* _Exercise brief_: Scan the entries below line by line and state how many lines contain the string "skipped", giving only the number.

[Saved entries]

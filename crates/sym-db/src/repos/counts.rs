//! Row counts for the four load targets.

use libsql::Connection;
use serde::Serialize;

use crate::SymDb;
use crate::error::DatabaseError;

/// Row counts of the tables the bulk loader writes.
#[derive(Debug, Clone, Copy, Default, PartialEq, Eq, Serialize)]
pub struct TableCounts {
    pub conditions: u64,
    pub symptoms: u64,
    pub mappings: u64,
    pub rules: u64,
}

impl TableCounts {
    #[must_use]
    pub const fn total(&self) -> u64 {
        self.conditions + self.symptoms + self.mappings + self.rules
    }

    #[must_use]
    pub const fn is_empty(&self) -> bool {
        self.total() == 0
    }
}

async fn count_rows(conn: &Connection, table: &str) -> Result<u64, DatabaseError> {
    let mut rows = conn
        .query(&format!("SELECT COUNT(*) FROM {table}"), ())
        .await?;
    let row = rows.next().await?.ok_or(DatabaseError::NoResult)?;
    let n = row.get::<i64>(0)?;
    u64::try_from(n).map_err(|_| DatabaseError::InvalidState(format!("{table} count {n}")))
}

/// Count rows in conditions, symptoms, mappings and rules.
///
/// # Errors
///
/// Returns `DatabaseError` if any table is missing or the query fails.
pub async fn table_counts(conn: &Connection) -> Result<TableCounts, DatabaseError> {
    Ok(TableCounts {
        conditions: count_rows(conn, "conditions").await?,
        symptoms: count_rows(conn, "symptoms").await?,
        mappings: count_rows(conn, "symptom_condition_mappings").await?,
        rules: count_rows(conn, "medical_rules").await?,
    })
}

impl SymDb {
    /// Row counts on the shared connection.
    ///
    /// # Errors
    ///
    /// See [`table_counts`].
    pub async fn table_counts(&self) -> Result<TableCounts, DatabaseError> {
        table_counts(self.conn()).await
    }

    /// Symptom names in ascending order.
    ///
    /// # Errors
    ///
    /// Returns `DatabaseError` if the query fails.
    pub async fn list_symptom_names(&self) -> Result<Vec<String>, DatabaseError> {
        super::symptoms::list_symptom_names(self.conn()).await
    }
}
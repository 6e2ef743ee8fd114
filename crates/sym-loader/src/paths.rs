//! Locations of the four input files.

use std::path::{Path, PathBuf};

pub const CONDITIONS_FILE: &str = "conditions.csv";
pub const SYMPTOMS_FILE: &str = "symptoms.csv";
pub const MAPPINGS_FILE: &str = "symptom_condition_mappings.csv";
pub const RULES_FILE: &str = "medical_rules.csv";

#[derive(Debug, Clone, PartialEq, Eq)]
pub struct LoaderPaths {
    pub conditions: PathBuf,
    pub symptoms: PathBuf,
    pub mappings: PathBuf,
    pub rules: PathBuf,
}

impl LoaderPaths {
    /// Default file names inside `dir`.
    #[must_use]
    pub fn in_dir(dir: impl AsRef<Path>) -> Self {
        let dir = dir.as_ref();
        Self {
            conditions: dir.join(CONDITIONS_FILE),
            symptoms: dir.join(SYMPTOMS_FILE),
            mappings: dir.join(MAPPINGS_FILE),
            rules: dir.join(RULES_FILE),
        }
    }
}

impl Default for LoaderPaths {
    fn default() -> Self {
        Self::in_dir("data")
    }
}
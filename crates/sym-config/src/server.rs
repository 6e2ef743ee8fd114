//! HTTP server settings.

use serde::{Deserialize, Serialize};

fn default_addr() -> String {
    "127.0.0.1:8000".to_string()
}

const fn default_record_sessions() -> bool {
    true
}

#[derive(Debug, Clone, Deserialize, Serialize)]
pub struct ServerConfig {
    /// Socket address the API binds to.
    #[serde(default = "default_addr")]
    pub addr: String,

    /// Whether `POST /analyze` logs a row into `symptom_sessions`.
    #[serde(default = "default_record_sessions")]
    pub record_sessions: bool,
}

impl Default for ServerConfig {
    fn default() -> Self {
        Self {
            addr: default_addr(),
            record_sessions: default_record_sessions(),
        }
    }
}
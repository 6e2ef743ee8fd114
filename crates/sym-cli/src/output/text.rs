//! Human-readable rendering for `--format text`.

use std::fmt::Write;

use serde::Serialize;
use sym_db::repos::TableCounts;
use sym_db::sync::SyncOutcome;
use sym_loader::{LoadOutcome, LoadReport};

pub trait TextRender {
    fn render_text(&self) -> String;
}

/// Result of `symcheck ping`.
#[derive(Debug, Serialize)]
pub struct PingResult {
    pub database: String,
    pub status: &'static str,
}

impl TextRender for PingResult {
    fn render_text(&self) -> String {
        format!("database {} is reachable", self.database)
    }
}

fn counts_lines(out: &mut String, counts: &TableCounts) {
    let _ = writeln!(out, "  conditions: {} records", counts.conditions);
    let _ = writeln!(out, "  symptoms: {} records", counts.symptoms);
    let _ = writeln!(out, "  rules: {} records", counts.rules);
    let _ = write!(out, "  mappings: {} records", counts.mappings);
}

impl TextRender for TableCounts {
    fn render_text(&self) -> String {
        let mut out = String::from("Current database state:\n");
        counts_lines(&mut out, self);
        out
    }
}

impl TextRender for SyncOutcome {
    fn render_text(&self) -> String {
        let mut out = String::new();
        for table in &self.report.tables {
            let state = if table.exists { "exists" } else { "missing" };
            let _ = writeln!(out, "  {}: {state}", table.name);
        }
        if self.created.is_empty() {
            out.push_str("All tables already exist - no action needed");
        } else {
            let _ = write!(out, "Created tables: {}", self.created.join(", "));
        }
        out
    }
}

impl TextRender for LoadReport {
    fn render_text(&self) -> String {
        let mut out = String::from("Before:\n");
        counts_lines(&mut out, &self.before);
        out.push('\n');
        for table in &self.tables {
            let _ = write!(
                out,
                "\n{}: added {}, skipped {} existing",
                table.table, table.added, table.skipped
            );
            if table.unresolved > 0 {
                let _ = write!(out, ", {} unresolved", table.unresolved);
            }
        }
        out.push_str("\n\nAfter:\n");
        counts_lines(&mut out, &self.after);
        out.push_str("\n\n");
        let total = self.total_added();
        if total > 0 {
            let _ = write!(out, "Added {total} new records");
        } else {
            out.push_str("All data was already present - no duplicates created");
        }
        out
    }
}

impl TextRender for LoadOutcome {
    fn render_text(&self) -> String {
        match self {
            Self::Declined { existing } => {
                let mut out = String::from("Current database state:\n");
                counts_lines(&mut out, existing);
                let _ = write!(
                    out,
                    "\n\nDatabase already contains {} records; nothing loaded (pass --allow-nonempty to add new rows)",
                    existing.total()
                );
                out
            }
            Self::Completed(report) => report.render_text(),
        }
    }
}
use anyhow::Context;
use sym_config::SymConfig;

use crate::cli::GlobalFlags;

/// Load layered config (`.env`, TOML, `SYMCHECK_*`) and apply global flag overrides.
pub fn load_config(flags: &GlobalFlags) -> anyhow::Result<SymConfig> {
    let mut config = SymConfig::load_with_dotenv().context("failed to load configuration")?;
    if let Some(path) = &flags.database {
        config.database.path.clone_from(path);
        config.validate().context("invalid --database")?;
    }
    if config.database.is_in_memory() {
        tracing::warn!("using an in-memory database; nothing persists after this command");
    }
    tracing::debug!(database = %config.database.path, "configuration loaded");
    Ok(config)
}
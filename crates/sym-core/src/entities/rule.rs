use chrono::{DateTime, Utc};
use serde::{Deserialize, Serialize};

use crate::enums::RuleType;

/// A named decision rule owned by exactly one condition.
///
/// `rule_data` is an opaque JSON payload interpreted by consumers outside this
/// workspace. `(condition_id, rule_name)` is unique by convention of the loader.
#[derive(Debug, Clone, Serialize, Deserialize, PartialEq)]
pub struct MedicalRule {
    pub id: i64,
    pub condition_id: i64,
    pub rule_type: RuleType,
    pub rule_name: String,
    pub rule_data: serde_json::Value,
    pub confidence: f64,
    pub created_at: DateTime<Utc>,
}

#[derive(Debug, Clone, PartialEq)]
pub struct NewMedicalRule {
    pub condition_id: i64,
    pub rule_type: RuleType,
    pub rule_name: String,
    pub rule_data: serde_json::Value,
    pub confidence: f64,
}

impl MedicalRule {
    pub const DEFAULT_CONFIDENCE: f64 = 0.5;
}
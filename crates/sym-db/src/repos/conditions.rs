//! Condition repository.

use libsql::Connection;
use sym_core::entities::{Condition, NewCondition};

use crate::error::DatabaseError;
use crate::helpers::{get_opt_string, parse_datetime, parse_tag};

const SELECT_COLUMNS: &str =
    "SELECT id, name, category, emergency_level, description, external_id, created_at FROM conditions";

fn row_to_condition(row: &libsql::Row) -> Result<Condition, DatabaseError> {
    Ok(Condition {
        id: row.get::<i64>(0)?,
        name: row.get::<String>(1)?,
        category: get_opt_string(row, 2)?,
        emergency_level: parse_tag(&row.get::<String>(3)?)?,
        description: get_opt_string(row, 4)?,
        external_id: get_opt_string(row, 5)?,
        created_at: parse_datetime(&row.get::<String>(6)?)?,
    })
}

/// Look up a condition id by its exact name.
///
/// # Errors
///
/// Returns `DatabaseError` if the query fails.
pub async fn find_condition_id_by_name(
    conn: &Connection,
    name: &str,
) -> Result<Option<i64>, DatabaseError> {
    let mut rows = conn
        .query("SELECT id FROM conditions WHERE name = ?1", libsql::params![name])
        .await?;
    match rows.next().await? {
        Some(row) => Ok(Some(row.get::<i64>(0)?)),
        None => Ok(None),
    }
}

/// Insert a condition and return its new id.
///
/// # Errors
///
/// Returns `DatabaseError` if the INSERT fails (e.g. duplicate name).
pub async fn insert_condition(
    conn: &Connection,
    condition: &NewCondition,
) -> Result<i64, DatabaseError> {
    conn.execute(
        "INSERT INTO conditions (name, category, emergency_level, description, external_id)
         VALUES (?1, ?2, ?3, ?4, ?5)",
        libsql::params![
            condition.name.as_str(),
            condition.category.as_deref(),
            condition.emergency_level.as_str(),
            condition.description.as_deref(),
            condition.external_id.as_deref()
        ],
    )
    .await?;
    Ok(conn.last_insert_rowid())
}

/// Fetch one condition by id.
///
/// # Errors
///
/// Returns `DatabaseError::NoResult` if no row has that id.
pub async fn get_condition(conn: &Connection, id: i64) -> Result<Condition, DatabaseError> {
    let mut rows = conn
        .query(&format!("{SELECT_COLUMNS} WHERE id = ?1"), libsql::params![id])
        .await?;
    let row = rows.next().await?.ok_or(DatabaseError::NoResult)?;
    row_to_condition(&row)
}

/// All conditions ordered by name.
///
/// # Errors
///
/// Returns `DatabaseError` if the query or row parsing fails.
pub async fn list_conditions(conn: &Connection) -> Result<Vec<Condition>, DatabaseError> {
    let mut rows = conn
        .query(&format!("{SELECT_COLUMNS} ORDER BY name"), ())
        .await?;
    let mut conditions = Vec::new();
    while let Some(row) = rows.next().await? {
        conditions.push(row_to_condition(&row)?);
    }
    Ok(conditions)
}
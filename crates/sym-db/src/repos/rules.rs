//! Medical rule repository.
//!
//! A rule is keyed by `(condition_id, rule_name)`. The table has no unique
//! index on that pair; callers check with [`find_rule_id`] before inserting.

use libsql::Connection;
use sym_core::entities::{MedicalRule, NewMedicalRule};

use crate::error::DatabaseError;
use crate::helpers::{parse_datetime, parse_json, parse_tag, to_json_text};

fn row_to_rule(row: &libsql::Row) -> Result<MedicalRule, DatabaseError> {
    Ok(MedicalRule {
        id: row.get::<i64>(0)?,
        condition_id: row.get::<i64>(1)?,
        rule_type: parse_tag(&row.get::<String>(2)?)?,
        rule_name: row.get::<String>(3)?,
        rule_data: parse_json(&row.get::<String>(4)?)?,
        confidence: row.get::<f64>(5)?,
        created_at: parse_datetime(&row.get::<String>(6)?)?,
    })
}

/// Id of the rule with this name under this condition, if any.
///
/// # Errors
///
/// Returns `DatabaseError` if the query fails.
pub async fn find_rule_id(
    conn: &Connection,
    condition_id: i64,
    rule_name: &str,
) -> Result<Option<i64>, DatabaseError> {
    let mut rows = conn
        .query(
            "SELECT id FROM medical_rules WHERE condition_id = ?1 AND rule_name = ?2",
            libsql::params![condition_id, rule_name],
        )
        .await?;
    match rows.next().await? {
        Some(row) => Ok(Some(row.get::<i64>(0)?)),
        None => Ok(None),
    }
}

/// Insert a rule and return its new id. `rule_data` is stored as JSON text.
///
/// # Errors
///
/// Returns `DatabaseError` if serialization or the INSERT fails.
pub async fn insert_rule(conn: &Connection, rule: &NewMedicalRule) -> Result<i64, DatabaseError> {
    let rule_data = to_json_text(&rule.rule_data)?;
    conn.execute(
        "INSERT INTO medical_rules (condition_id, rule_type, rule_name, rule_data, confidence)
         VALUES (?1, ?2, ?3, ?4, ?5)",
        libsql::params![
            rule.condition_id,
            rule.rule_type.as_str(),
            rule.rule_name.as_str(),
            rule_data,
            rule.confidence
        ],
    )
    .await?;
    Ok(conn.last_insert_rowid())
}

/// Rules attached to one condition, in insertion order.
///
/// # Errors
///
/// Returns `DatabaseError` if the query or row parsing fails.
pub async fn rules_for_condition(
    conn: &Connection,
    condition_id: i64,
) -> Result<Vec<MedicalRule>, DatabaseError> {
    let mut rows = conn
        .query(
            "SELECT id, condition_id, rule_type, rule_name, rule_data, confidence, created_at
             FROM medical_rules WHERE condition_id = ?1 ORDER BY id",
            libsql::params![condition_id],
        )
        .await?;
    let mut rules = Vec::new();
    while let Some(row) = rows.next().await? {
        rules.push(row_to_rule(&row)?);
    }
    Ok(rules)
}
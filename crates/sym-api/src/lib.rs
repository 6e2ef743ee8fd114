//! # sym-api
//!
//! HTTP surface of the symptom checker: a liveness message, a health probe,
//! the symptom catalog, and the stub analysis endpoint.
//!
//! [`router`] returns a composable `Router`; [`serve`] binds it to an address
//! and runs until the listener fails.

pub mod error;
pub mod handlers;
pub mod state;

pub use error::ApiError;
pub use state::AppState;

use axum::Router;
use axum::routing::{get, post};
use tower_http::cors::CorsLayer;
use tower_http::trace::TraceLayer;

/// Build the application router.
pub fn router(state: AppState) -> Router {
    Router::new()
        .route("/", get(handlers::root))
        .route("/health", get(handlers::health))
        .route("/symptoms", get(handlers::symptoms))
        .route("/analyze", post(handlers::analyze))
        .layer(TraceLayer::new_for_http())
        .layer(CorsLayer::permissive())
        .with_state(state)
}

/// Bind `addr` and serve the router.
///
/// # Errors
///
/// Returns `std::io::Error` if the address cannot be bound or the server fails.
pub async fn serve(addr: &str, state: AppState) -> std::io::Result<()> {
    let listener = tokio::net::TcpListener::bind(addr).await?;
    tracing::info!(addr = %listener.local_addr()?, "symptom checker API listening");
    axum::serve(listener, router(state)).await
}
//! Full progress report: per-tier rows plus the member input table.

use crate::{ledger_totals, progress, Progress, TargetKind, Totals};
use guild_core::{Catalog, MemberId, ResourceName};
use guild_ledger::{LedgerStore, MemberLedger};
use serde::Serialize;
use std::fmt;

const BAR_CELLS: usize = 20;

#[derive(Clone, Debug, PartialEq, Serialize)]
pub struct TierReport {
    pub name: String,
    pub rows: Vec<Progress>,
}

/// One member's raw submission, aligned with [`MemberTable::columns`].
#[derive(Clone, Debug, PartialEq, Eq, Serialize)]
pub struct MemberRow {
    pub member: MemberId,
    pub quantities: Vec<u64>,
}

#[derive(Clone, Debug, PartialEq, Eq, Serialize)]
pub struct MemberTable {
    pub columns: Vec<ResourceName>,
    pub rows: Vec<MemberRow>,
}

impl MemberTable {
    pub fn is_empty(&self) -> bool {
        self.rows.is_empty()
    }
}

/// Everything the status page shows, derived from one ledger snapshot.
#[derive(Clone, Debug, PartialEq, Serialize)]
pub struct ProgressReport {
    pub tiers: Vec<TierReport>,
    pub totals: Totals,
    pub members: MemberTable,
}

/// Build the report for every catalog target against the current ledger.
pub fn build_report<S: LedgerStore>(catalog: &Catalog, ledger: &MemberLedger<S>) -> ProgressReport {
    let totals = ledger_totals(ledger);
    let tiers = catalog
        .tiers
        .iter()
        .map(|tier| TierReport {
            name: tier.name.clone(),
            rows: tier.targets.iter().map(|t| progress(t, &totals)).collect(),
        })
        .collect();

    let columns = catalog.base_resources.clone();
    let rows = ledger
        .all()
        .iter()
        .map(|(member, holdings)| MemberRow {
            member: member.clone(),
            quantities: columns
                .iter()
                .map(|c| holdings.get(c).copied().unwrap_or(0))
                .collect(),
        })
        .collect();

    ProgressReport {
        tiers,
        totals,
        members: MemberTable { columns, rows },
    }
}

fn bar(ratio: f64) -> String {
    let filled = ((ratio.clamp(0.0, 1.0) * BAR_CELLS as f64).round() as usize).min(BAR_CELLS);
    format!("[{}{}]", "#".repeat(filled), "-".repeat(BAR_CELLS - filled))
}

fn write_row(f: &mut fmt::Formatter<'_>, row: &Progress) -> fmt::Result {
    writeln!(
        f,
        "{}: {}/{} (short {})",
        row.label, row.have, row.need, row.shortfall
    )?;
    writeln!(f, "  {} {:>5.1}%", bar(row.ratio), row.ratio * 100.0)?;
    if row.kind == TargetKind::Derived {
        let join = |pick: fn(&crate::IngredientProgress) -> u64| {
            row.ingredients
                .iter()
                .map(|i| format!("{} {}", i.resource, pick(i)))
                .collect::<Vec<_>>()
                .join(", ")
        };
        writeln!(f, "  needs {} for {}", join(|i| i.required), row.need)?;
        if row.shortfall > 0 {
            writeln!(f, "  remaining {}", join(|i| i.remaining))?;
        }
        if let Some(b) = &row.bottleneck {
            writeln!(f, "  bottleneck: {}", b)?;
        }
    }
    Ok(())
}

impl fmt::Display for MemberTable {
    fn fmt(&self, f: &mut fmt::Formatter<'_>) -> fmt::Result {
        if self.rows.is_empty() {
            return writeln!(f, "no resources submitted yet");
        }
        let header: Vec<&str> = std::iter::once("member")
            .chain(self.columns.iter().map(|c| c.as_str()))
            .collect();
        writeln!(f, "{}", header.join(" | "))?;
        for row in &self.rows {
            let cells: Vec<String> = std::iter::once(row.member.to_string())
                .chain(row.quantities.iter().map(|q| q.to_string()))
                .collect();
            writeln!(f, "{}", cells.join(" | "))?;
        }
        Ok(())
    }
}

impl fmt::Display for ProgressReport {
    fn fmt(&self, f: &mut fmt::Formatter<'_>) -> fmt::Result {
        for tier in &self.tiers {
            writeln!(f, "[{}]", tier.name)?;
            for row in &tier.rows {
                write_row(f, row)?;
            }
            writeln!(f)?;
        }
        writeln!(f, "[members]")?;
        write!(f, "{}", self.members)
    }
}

* _Finished exercise_: 2